The depression demon attacks lawyers with particular vengeance, and denial and secrecy have long been the response. The recent loss to suicide of prominent lawyers from across the country, and the near loss of others, has inspired the courageous to speak out, a first step toward turning the professional spotlight on a condition that is rampant, but also treatable.

Evidence of the problem is long-standing. A landmark 1991 study by Johns Hopkins University ranked lawyers first, among 105 professions surveyed, in the rate of clinical depression.  A 1992 OSHA report found that male lawyers in the US are two times more likely to commit suicide than men in the general population. Lawrence Krieger, a clinical professor at Florida State University College of law, who focuses on work-life issues for lawyers, has research showing that practicing lawyers exhibit clinical anxiety, hostility and depression at rates ranging from 8 to 15 times that in the general population. Research in North Carolina indicates that 11% of lawyers in that state think of taking their own life at least once a month.

After the suicide of several prominent Texas lawyers, including Kenneth Malcolm “Mack” Kidd, a justice on the 3rd Court of Appeals in Austin, and Hermes Villarreal, a lawyer who had a loving marriage, three happy children, a successful personal-injury practice and was chairman of a community mental health facility, Texas State Bar Association president Martha Dickie commissioned a task force and video on depression last year as part of her focus on lawyer mental health issues. Over 1500 videos have been distributed. “Lawyers and suicide—it’s rampant,” says Dickie. “I am absolutely convinced that this video is saving lives.”
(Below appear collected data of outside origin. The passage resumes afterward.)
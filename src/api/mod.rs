//! API layer - HTTP handlers and routing
//!
//! This module contains all HTTP API endpoints for the tutoring session service.
//! It includes:
//! - Health endpoint
//! - Session API endpoints

pub mod middleware;
pub mod sessions;

use axum::{
    extract::State,
    http::{header, HeaderName, HeaderValue, Method, StatusCode},
    middleware as axum_middleware,
    routing::get,
    Json, Router,
};
use serde::Serialize;
use tower_http::cors::{AllowOrigin, CorsLayer};
use tower_http::trace::TraceLayer;

pub use middleware::{Actor, ApiError, AppState, RequestStats};

/// Response for the health endpoint
#[derive(Debug, Serialize)]
pub struct HealthResponse {
    pub status: &'static str,
    pub database: &'static str,
    pub uptime_seconds: u64,
    pub total_requests: u64,
}

/// GET /api/v1/health - Liveness and store reachability
async fn health(State(state): State<AppState>) -> (StatusCode, Json<HealthResponse>) {
    let database_ok = match state.pool.ping().await {
        Ok(()) => true,
        Err(e) => {
            tracing::warn!("Health check ping failed: {:#}", e);
            false
        }
    };

    let status = if database_ok {
        StatusCode::OK
    } else {
        StatusCode::SERVICE_UNAVAILABLE
    };

    (
        status,
        Json(HealthResponse {
            status: if database_ok { "ok" } else { "degraded" },
            database: if database_ok { "ok" } else { "unreachable" },
            uptime_seconds: state.request_stats.uptime_seconds(),
            total_requests: state.request_stats.total_requests(),
        }),
    )
}

/// Build the main API router
pub fn build_api_router() -> Router<AppState> {
    // Session routes (need a caller role)
    let session_routes = sessions::router()
        .route_layer(axum_middleware::from_fn(middleware::require_role));

    // Public routes
    Router::new()
        .route("/health", get(health))
        .merge(session_routes)
}

/// Build the complete router with middleware
pub fn build_router(state: AppState, cors_origin: &str) -> Router {
    let origin = match cors_origin.parse::<HeaderValue>() {
        Ok(value) => AllowOrigin::exact(value),
        Err(_) => {
            tracing::warn!("Invalid CORS origin {:?}, allowing any origin", cors_origin);
            AllowOrigin::any()
        }
    };

    let cors = CorsLayer::new()
        .allow_origin(origin)
        .allow_methods([Method::GET, Method::POST, Method::PUT])
        .allow_headers([
            header::CONTENT_TYPE,
            HeaderName::from_static(middleware::ROLE_HEADER),
        ]);

    Router::new()
        .nest("/api/v1", build_api_router())
        .layer(cors)
        .layer(TraceLayer::new_for_http())
        // Request stats middleware (outermost layer, runs for all requests)
        .layer(axum_middleware::from_fn_with_state(
            state.clone(),
            middleware::request_stats_middleware,
        ))
        .with_state(state)
}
Daniel Lukasik, managing partner of a Buffalo, New York personal injury firm, became a courageous advocate of treating depression in lawyers after his therapist told him that one-quarter of his clients were, like Lukasik, lawyers suffering from the illness, yet there were no peer support groups. 

On a mission, Lukasik helped create the Committee to Assist Lawyers with Depression for his county bar association, which was recognized with a Certificate of Merit during the New York State Bar association annual meeting this year. He also created the web site to offer lawyers information on the disorder. Further, he organized  in Buffalo this year what may be the first national seminar on attorney depression. 

The problem of depression is starting to be addressed at the law school level.  This year the 51,500-member American Bar Association Law Student Division launched a mental health initiative to help law students battling depression and anxiety. A mental health on-line toolkit is being offered to student bar organizations and law schools around the country. 

Complicating all these efforts to assist lawyers is the individual’s fear of being stigmatized should their condition be known.  This year the ABA adopted a model rule that would grant conditional admission to practice law to applicants who have substance abuse or mental health conditions, for which in many jurisdictions applicants are deemed unfit to practice law. Applicants must demonstrate recent rehabilitation or successful treatment.

These and other initiatives to recognize and provide assistance for depression seem to be starting to have an effect.  Patricia Spataro, director of the New York State Bar’s Lawyers Assistance Program says that now 30-40% of their calls are related to depression, compared to almost zero only a few years ago. The New York City Bar’s Lawyer Assistance Program reports similar increases. “When I started with this program nine years ago, I actually had a lawyer with depression tell me that he wished he was an alcoholic because it would have been easier to deal with,” said Ms. Travis, director of that program.

In England, the Solicitors Benevolent Association, Solicitors’ Assistance Scheme and Law Care have all resolved to work more closely in helping solicitors cope with the pressures of modern practice. Lawyers in the UK, as in the US, spend so much time solving other people’s problems, they believe they should be able to handle their own problems as well, even though they have no expertise in this area, notes LawCare CEO Hilary Tilby. “Our joint aim is to help them recognize they have a problem and offer a solution for dealing with it.”

Why does such a debilitating illness strike the legal community so fiercely? Pessimism is an attitude that has been demonstrated to be highly correlated with success in the practice of law, but it is also a trait that is strongly associated with depression, particularly when coupled with ambitious, high-achieving, perfectionist, type-A personalities who put tremendous pressure on themselves.

The key is making sure lawyers know that there is assistance available that can make life and work more rewarding.